One of the issues that tied the main characters in Book 1 was that they both fundamentally feared being vulnerable; showing their whole selves to other people.  Each of them had to work through some variant of that fear to get to their HEA.  “Should I leave my heart wide open?” was a weighty and frightening question for both of them, especially the FMC. 
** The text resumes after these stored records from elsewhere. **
use async_trait::async_trait;

use super::mock::MockLedger;
use super::rpc::RpcLedger;
use crate::error::LedgerError;
use crate::traits::{LedgerGateway, RoundSlot};
use crate::types::{ConfigSnapshot, Instruction, ParticipantSnapshot, RoundId, RoundSnapshot};

/// Enum representing all possible ledger gateway implementations.
pub enum LedgerVariant {
    Rpc(RpcLedger),
    Mock(MockLedger),
}

#[async_trait]
impl LedgerGateway for LedgerVariant {
    fn name(&self) -> &'static str {
        match self {
            LedgerVariant::Rpc(inner) => inner.name(),
            LedgerVariant::Mock(inner) => inner.name(),
        }
    }

    async fn get_config(&self) -> Result<ConfigSnapshot, LedgerError> {
        match self {
            LedgerVariant::Rpc(inner) => inner.get_config().await,
            LedgerVariant::Mock(inner) => inner.get_config().await,
        }
    }

    async fn get_round(&self, id: RoundId) -> Result<Option<RoundSnapshot>, LedgerError> {
        match self {
            LedgerVariant::Rpc(inner) => inner.get_round(id).await,
            LedgerVariant::Mock(inner) => inner.get_round(id).await,
        }
    }

    async fn read_rounds(&self, ids: &[RoundId]) -> Result<Vec<RoundSlot>, LedgerError> {
        match self {
            LedgerVariant::Rpc(inner) => inner.read_rounds(ids).await,
            LedgerVariant::Mock(inner) => inner.read_rounds(ids).await,
        }
    }

    async fn get_rounds(
        &self,
        ids: &[RoundId],
    ) -> Result<Vec<Option<RoundSnapshot>>, LedgerError> {
        match self {
            LedgerVariant::Rpc(inner) => inner.get_rounds(ids).await,
            LedgerVariant::Mock(inner) => inner.get_rounds(ids).await,
        }
    }

    async fn list_participants(
        &self,
        round_id: RoundId,
        limit: usize,
    ) -> Result<Vec<ParticipantSnapshot>, LedgerError> {
        match self {
            LedgerVariant::Rpc(inner) => inner.list_participants(round_id, limit).await,
            LedgerVariant::Mock(inner) => inner.list_participants(round_id, limit).await,
        }
    }

    async fn submit(&self, instructions: &[Instruction]) -> Result<String, LedgerError> {
        match self {
            LedgerVariant::Rpc(inner) => inner.submit(instructions).await,
            LedgerVariant::Mock(inner) => inner.submit(instructions).await,
        }
    }
}
pub mod mock;
pub mod rpc;
pub mod variant;

pub use mock::{InjectedFailure, MockLedger};
pub use rpc::RpcLedger;
pub use variant::LedgerVariant;
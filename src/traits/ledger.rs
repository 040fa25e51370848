use async_trait::async_trait;
use tracing::warn;

use crate::error::{DecodeError, LedgerError};
use crate::types::{ConfigSnapshot, Instruction, ParticipantSnapshot, RoundId, RoundSnapshot};

/// One slot of a batched round read: `None` when no account exists at the address,
/// `Some(Err(_))` when one exists but is not a valid round.
pub type RoundSlot = Option<Result<RoundSnapshot, DecodeError>>;

/// Narrow view of the ledger the crank needs: batched account reads and atomic
/// instruction submission.
///
/// Implementations report absent and undecodable accounts separately through
/// [`LedgerGateway::read_rounds`], and map program rejections to [`LedgerError::Rejected`]
/// with a typed code so callers never inspect error strings.
#[async_trait]
pub trait LedgerGateway: Send + Sync {
    /// Human-readable gateway name for logging.
    fn name(&self) -> &'static str;

    /// Fetch the protocol config account.
    async fn get_config(&self) -> Result<ConfigSnapshot, LedgerError>;

    /// Fetch several round accounts in one call. The result is index-aligned with `ids`.
    async fn read_rounds(&self, ids: &[RoundId]) -> Result<Vec<RoundSlot>, LedgerError>;

    /// Fetch a single round.
    ///
    /// `Ok(None)` only when the account does not exist. An account that exists but does
    /// not decode is [`LedgerError::Decode`].
    async fn get_round(&self, id: RoundId) -> Result<Option<RoundSnapshot>, LedgerError> {
        match self.read_rounds(&[id]).await?.pop().flatten() {
            None => Ok(None),
            Some(Ok(round)) => Ok(Some(round)),
            Some(Err(source)) => Err(LedgerError::Decode {
                round_id: id,
                source,
            }),
        }
    }

    /// Batched read where undecodable accounts count as absent (logged).
    async fn get_rounds(&self, ids: &[RoundId]) -> Result<Vec<Option<RoundSnapshot>>, LedgerError> {
        let slots = self.read_rounds(ids).await?;
        Ok(ids
            .iter()
            .zip(slots)
            .map(|(id, slot)| match slot? {
                Ok(round) => Some(round),
                Err(e) => {
                    warn!(round_id = id, "Skipping undecodable round account: {}", e);
                    None
                }
            })
            .collect())
    }

    /// Enumerate at most `limit` participant accounts of a round.
    async fn list_participants(
        &self,
        round_id: RoundId,
        limit: usize,
    ) -> Result<Vec<ParticipantSnapshot>, LedgerError>;

    /// Submit instructions as one atomic transaction. Returns the transaction signature.
    async fn submit(&self, instructions: &[Instruction]) -> Result<String, LedgerError>;
}
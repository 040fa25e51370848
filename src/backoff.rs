//! Retry/backoff planning for background cleanup.
//!
//! Pure functions only: the cleanup engine classifies what happened on a pass and
//! asks [`plan_retry`] when the round should be looked at again.

use serde::{Deserialize, Serialize};

/// Backoff bounds, in milliseconds.
#[derive(Debug, Clone, Copy, PartialEq, Eq, Serialize, Deserialize)]
pub struct BackoffPolicy {
    pub min_ms: u64,
    pub max_ms: u64,
    /// Delay used after a pass that made forward progress. Never longer than `min_ms`.
    pub fast_ms: u64,
}

impl Default for BackoffPolicy {
    fn default() -> Self {
        Self {
            min_ms: 5_000,
            max_ms: 300_000,
            fast_ms: 2_000,
        }
    }
}

/// Per-round backoff bookkeeping.
#[derive(Debug, Clone, Default, PartialEq, Eq, Serialize, Deserialize)]
pub struct BackoffState {
    /// Delay used for the last scheduled retry (0 before the first one).
    pub current_delay_ms: u64,
    /// The round is not processed again before this instant.
    pub next_eligible_at_ms: u64,
    pub retry_count: u32,
    pub last_reason: Option<String>,
}

impl BackoffState {
    pub fn is_due(&self, now_ms: u64) -> bool {
        now_ms >= self.next_eligible_at_ms
    }

    pub fn apply(&mut self, plan: &RetryPlan) {
        self.current_delay_ms = plan.delay_ms;
        self.next_eligible_at_ms = plan.next_eligible_at_ms;
        self.retry_count = plan.retry_count;
        self.last_reason = Some(plan.reason.clone());
    }
}

/// What a cleanup pass ended with.
#[derive(Debug, Clone, PartialEq, Eq)]
pub enum CleanupOutcome {
    /// Participant accounts still exist after this pass.
    ParticipantsPending {
        existing: u32,
        closed: u32,
        blocked: u32,
    },
    /// The round was terminal when tracked but the fresh read right before the close was not.
    LeftTerminalState { status: String },
    /// The round has not reached a terminal status yet (Settled awaiting claim, Open awaiting cancel).
    AwaitingTerminal { status: String },
    /// The round-close submission failed.
    CloseFailed { error: String },
    /// Any other failure (fetch, archive, enumeration).
    BackgroundError { error: String },
}

impl CleanupOutcome {
    pub fn reason(&self) -> String {
        match self {
            CleanupOutcome::ParticipantsPending {
                existing,
                closed,
                blocked,
            } => format!(
                "participants-pending existing={} closed={} blocked={}",
                existing, closed, blocked
            ),
            CleanupOutcome::LeftTerminalState { status } => {
                format!("left-terminal-state status={}", status)
            }
            CleanupOutcome::AwaitingTerminal { status } => {
                format!("awaiting-terminal status={}", status)
            }
            CleanupOutcome::CloseFailed { error } => format!("close-failed: {}", error),
            CleanupOutcome::BackgroundError { error } => format!("background-error: {}", error),
        }
    }
}

#[derive(Debug, Clone, PartialEq, Eq)]
pub struct RetryPlan {
    pub delay_ms: u64,
    pub next_eligible_at_ms: u64,
    pub retry_count: u32,
    pub reason: String,
    pub fast: bool,
}

/// Plan the next retry for a background round.
///
/// Returns `None` when the outcome is `ParticipantsPending` with nothing left,
/// i.e. participant cleanup is actually finished.
pub fn plan_retry(
    policy: &BackoffPolicy,
    state: &BackoffState,
    outcome: &CleanupOutcome,
    now_ms: u64,
) -> Option<RetryPlan> {
    let fast = match outcome {
        CleanupOutcome::ParticipantsPending {
            existing, closed, ..
        } => {
            let remaining = i64::from(*existing) - i64::from(*closed);
            if remaining <= 0 {
                return None;
            }
            *closed > 0
        }
        _ => false,
    };

    let delay_ms = if fast {
        policy.fast_ms.min(policy.min_ms)
    } else {
        next_slow_delay(policy, state.current_delay_ms)
    };

    Some(RetryPlan {
        delay_ms,
        next_eligible_at_ms: now_ms.saturating_add(delay_ms),
        retry_count: state.retry_count.saturating_add(1),
        reason: outcome.reason(),
        fast,
    })
}

/// `clamp(current * 2, min, max)`.
pub fn next_slow_delay(policy: &BackoffPolicy, current_ms: u64) -> u64 {
    current_ms
        .saturating_mul(2)
        .clamp(policy.min_ms, policy.max_ms.max(policy.min_ms))
}

#[cfg(test)]
mod tests {
    use super::*;

    fn policy() -> BackoffPolicy {
        BackoffPolicy {
            min_ms: 1_000,
            max_ms: 8_000,
            fast_ms: 500,
        }
    }

    fn pending(existing: u32, closed: u32, blocked: u32) -> CleanupOutcome {
        CleanupOutcome::ParticipantsPending {
            existing,
            closed,
            blocked,
        }
    }

    #[test]
    fn test_slow_delay_doubles_and_clamps() {
        let policy = policy();
        let mut state = BackoffState::default();
        let outcome = CleanupOutcome::CloseFailed {
            error: "rpc timeout".into(),
        };

        let mut delays = Vec::new();
        for n in 0..6 {
            let plan = plan_retry(&policy, &state, &outcome, 10_000).unwrap();
            assert_eq!(plan.retry_count, n + 1);
            assert!(!plan.fast);
            delays.push(plan.delay_ms);
            state.apply(&plan);
        }

        assert_eq!(delays, vec![1_000, 2_000, 4_000, 8_000, 8_000, 8_000]);
        assert_eq!(state.next_eligible_at_ms, 18_000);
    }

    #[test]
    fn test_progress_uses_fast_delay() {
        let policy = policy();
        let state = BackoffState {
            current_delay_ms: 4_000,
            retry_count: 3,
            ..Default::default()
        };

        let plan = plan_retry(&policy, &state, &pending(3, 1, 2), 0).unwrap();
        assert!(plan.fast);
        assert_eq!(plan.delay_ms, 500);
        assert_eq!(plan.retry_count, 4);
    }

    #[test]
    fn test_fast_delay_never_exceeds_min() {
        let policy = BackoffPolicy {
            min_ms: 1_000,
            max_ms: 8_000,
            fast_ms: 60_000,
        };
        let plan = plan_retry(&policy, &BackoffState::default(), &pending(2, 1, 1), 0).unwrap();
        assert_eq!(plan.delay_ms, 1_000);
    }

    #[test]
    fn test_no_progress_doubles() {
        let policy = policy();
        let state = BackoffState {
            current_delay_ms: 2_000,
            retry_count: 1,
            ..Default::default()
        };
        let plan = plan_retry(&policy, &state, &pending(2, 0, 2), 0).unwrap();
        assert!(!plan.fast);
        assert_eq!(plan.delay_ms, 4_000);
    }

    #[test]
    fn test_only_pending_outcome_can_be_fast() {
        let policy = policy();
        let state = BackoffState::default();
        for outcome in [
            CleanupOutcome::LeftTerminalState {
                status: "settled".into(),
            },
            CleanupOutcome::AwaitingTerminal {
                status: "settled".into(),
            },
            CleanupOutcome::CloseFailed {
                error: "x".into(),
            },
            CleanupOutcome::BackgroundError {
                error: "x".into(),
            },
        ] {
            let plan = plan_retry(&policy, &state, &outcome, 0).unwrap();
            assert!(!plan.fast, "{:?} must use the slow path", outcome);
            assert_eq!(plan.delay_ms, policy.min_ms);
        }
    }

    #[test]
    fn test_nothing_remaining_is_noop() {
        let policy = policy();
        let state = BackoffState::default();
        assert_eq!(plan_retry(&policy, &state, &pending(3, 3, 0), 0), None);
        assert_eq!(plan_retry(&policy, &state, &pending(0, 0, 0), 0), None);
    }

    #[test]
    fn test_reason_is_recorded() {
        let policy = policy();
        let mut state = BackoffState::default();
        let plan = plan_retry(&policy, &state, &pending(3, 1, 2), 0).unwrap();
        state.apply(&plan);
        assert_eq!(
            state.last_reason.as_deref(),
            Some("participants-pending existing=3 closed=1 blocked=2")
        );
    }
}
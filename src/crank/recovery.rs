//! Startup recovery: locate the frontier round and rebuild the background backlog.
//!
//! Nothing about the backlog is persisted locally. The ledger is scanned instead.

use tracing::{info, warn};

use super::core::RoundCrank;
use super::lifecycle::timer_expired;
use crate::error::LedgerError;
use crate::scanner::{scan_frontier, scan_start, ScanTarget};
use crate::traits::{ArchiveClient, LedgerGateway};
use crate::types::{RoundId, RoundStatus};

#[derive(Debug, Clone, Default, PartialEq, Eq)]
pub struct RecoveryReport {
    /// Pointer the crank resumes from.
    pub pointer: RoundId,
    pub archive_hint: Option<RoundId>,
    /// Highest round account found by the frontier scan.
    pub frontier: Option<RoundId>,
    /// Rounds newly added to the background set.
    pub recovered: Vec<RoundId>,
}

impl RoundCrank {
    /// Position the pointer and re-register un-swept rounds from the trailing window.
    ///
    /// Safe to call more than once: already tracked rounds are not added twice.
    pub async fn recover(&mut self, now_ms: u64) -> Result<RecoveryReport, LedgerError> {
        let protocol = self.refresh_protocol_config().await?;
        let now_secs = (now_ms / 1_000) as i64;
        let scan_config = self.config.scan_config();

        let archive_hint = match self.archive.max_known_id().await {
            Ok(hint) => hint,
            Err(e) => {
                warn!("Archive max id unavailable, scanning from round 1: {}", e);
                None
            }
        };

        let start = scan_start(archive_hint);
        let mut scan =
            scan_frontier(&self.ledger, start, ScanTarget::Active, &scan_config, now_secs).await?;
        if scan.frontier.is_none() && start > 1 {
            warn!(start, "Nothing found from the archive hint, rescanning from round 1");
            scan = scan_frontier(&self.ledger, 1, ScanTarget::Active, &scan_config, now_secs).await?;
        }

        let frontier = scan.frontier.as_ref().map(|round| round.id);
        self.pointer = frontier.unwrap_or(protocol.next_round_id).max(1);
        info!(
            pointer = self.pointer,
            ?archive_hint,
            ?frontier,
            scanned = scan.scanned,
            next_round_id = protocol.next_round_id,
            "Frontier located"
        );

        let window_start = self
            .pointer
            .saturating_sub(self.config.recovery_window)
            .max(1);
        let ids: Vec<RoundId> = (window_start..self.pointer).collect();
        let mut recovered = Vec::new();

        for chunk in ids.chunks(scan_config.batch_size.max(1)) {
            let rounds = self.ledger.get_rounds(chunk).await?;
            for round in rounds.into_iter().flatten() {
                let expired_underfilled = round.status == RoundStatus::Open
                    && timer_expired(&round, self.config.lock_buffer_secs, now_secs)
                    && !protocol.is_filled(&round);

                if round.status.is_trackable() || expired_underfilled {
                    if self.track_background(&round, now_ms) {
                        recovered.push(round.id);
                    }
                } else {
                    warn!(
                        round_id = round.id,
                        status = %round.status,
                        "Round behind the frontier is not progressing"
                    );
                }
            }
        }

        info!(
            window_start,
            recovered = recovered.len(),
            tracked = self.background.len(),
            "Background backlog recovered"
        );

        Ok(RecoveryReport {
            pointer: self.pointer,
            archive_hint,
            frontier,
            recovered,
        })
    }
}
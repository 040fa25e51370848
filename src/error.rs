use thiserror::Error;

use crate::types::RoundId;

/// Program-level rejection reasons the crank distinguishes.
///
/// The numeric values are the ledger program's custom error codes.
#[derive(Debug, Clone, Copy, PartialEq, Eq, Hash)]
pub enum RejectCode {
    InsufficientParticipants,
    InsufficientStake,
    AlreadyLocked,
    RoundNotExpired,
    RoundAlreadyExists,
    RandomnessAlreadyRequested,
    AlreadyCancelled,
    AccountAlreadyClosed,
    RefundPending,
    ParticipantsRemain,
    InvalidStatus,
    ProtocolPaused,
    Other(u32),
}

const CODE_TABLE: [(u32, RejectCode); 12] = [
    (6000, RejectCode::InsufficientParticipants),
    (6001, RejectCode::InsufficientStake),
    (6002, RejectCode::AlreadyLocked),
    (6003, RejectCode::RoundNotExpired),
    (6004, RejectCode::RoundAlreadyExists),
    (6005, RejectCode::RandomnessAlreadyRequested),
    (6006, RejectCode::AlreadyCancelled),
    (6007, RejectCode::AccountAlreadyClosed),
    (6008, RejectCode::RefundPending),
    (6009, RejectCode::ParticipantsRemain),
    (6010, RejectCode::InvalidStatus),
    (6011, RejectCode::ProtocolPaused),
];

impl RejectCode {
    pub fn from_code(code: u32) -> Self {
        CODE_TABLE
            .iter()
            .find(|(c, _)| *c == code)
            .map(|(_, r)| *r)
            .unwrap_or(RejectCode::Other(code))
    }

    pub fn code(self) -> u32 {
        match self {
            RejectCode::Other(code) => code,
            known => CODE_TABLE
                .iter()
                .find(|(_, r)| *r == known)
                .map(|(c, _)| *c)
                .unwrap_or_default(),
        }
    }

    /// Someone (possibly this process before a restart) already performed the action.
    pub fn is_already_done(self) -> bool {
        matches!(
            self,
            RejectCode::AlreadyLocked
                | RejectCode::RoundAlreadyExists
                | RejectCode::RandomnessAlreadyRequested
                | RejectCode::AlreadyCancelled
                | RejectCode::AccountAlreadyClosed
        )
    }

    /// The round cannot be settled because it did not fill.
    pub fn is_under_fill(self) -> bool {
        matches!(
            self,
            RejectCode::InsufficientParticipants | RejectCode::InsufficientStake
        )
    }
}

impl std::fmt::Display for RejectCode {
    fn fmt(&self, f: &mut std::fmt::Formatter<'_>) -> std::fmt::Result {
        match self {
            RejectCode::Other(code) => write!(f, "custom program error {}", code),
            known => write!(f, "{:?} ({})", known, known.code()),
        }
    }
}

#[derive(Debug, Error)]
pub enum LedgerError {
    #[error("ledger transport error: {0}")]
    Transport(String),

    #[error("ledger rejected instruction: {code}: {message}")]
    Rejected { code: RejectCode, message: String },

    #[error("ledger rpc error {code}: {message}")]
    Rpc { code: i64, message: String },

    #[error("round {round_id} account is undecodable: {source}")]
    Decode {
        round_id: RoundId,
        source: DecodeError,
    },
}

impl LedgerError {
    pub fn rejected(code: RejectCode) -> Self {
        LedgerError::Rejected {
            code,
            message: code.to_string(),
        }
    }

    pub fn reject_code(&self) -> Option<RejectCode> {
        match self {
            LedgerError::Rejected { code, .. } => Some(*code),
            _ => None,
        }
    }

    pub fn is_already_done(&self) -> bool {
        self.reject_code().is_some_and(RejectCode::is_already_done)
    }

    pub fn is_under_fill(&self) -> bool {
        self.reject_code().is_some_and(RejectCode::is_under_fill)
    }
}

impl From<reqwest::Error> for LedgerError {
    fn from(err: reqwest::Error) -> Self {
        LedgerError::Transport(err.to_string())
    }
}

#[derive(Debug, Error, PartialEq, Eq)]
pub enum DecodeError {
    #[error("account data too short: need {need} bytes, have {have}")]
    TooShort { need: usize, have: usize },

    #[error("unexpected account discriminator {0}")]
    Discriminator(String),

    #[error("malformed account layout: {0}")]
    Layout(String),

    #[error("account holds round {found}, expected {expected}")]
    IdMismatch { expected: u64, found: u64 },
}

#[cfg(test)]
mod tests {
    use super::*;

    #[test]
    fn test_code_table_round_trips_known_codes() {
        for (code, reject) in CODE_TABLE {
            assert_eq!(RejectCode::from_code(code), reject);
            assert_eq!(reject.code(), code);
        }
        assert_eq!(RejectCode::from_code(42), RejectCode::Other(42));
        assert_eq!(RejectCode::Other(42).code(), 42);
    }

    #[test]
    fn test_classification() {
        assert!(LedgerError::rejected(RejectCode::InsufficientStake).is_under_fill());
        assert!(LedgerError::rejected(RejectCode::AlreadyLocked).is_already_done());
        assert!(!LedgerError::rejected(RejectCode::RefundPending).is_already_done());
        assert!(!LedgerError::Transport("timeout".into()).is_already_done());
    }
}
Vulnerability is not a problem for the idiots in Book 2.  Their first real conversation involves them sharing their worst secrets.  I think they learn the thing the other is agonizing over but has never shared with another soul before they learn each other’s names.  “Tell me another dark secret,” is a reoccurring theme and a game they play throughout the story.  “Should I leave my heart wide open?” is not a difficult question for them.  They’d both pretty much be like, “Sure, why not? The other MC already knows the worst of it.”  The fundamental issue that unites these two isn’t that they are afraid to trust other people; it’s that they are afraid to trust themselves.  The FMC has had her confidence in her own judgement and perceptions shaken by a bad relationship.  The MMC is afraid to examine how dissatisfied he is with the path he’s been on his entire life because he doesn’t think he has it in him to forge a new one.  That’s why this song fails so badly for the new Book.

And just like that, half-way through the basket of warm laundry, a major theme and driver of both character’s actions for Book 2, and a major theme from completed Book 1 suddenly crystalized like purified water flash-frozen in a polar vortex.  When I wasn’t even thinking about it. Creativity so weird.  Also, do your laundry I guess?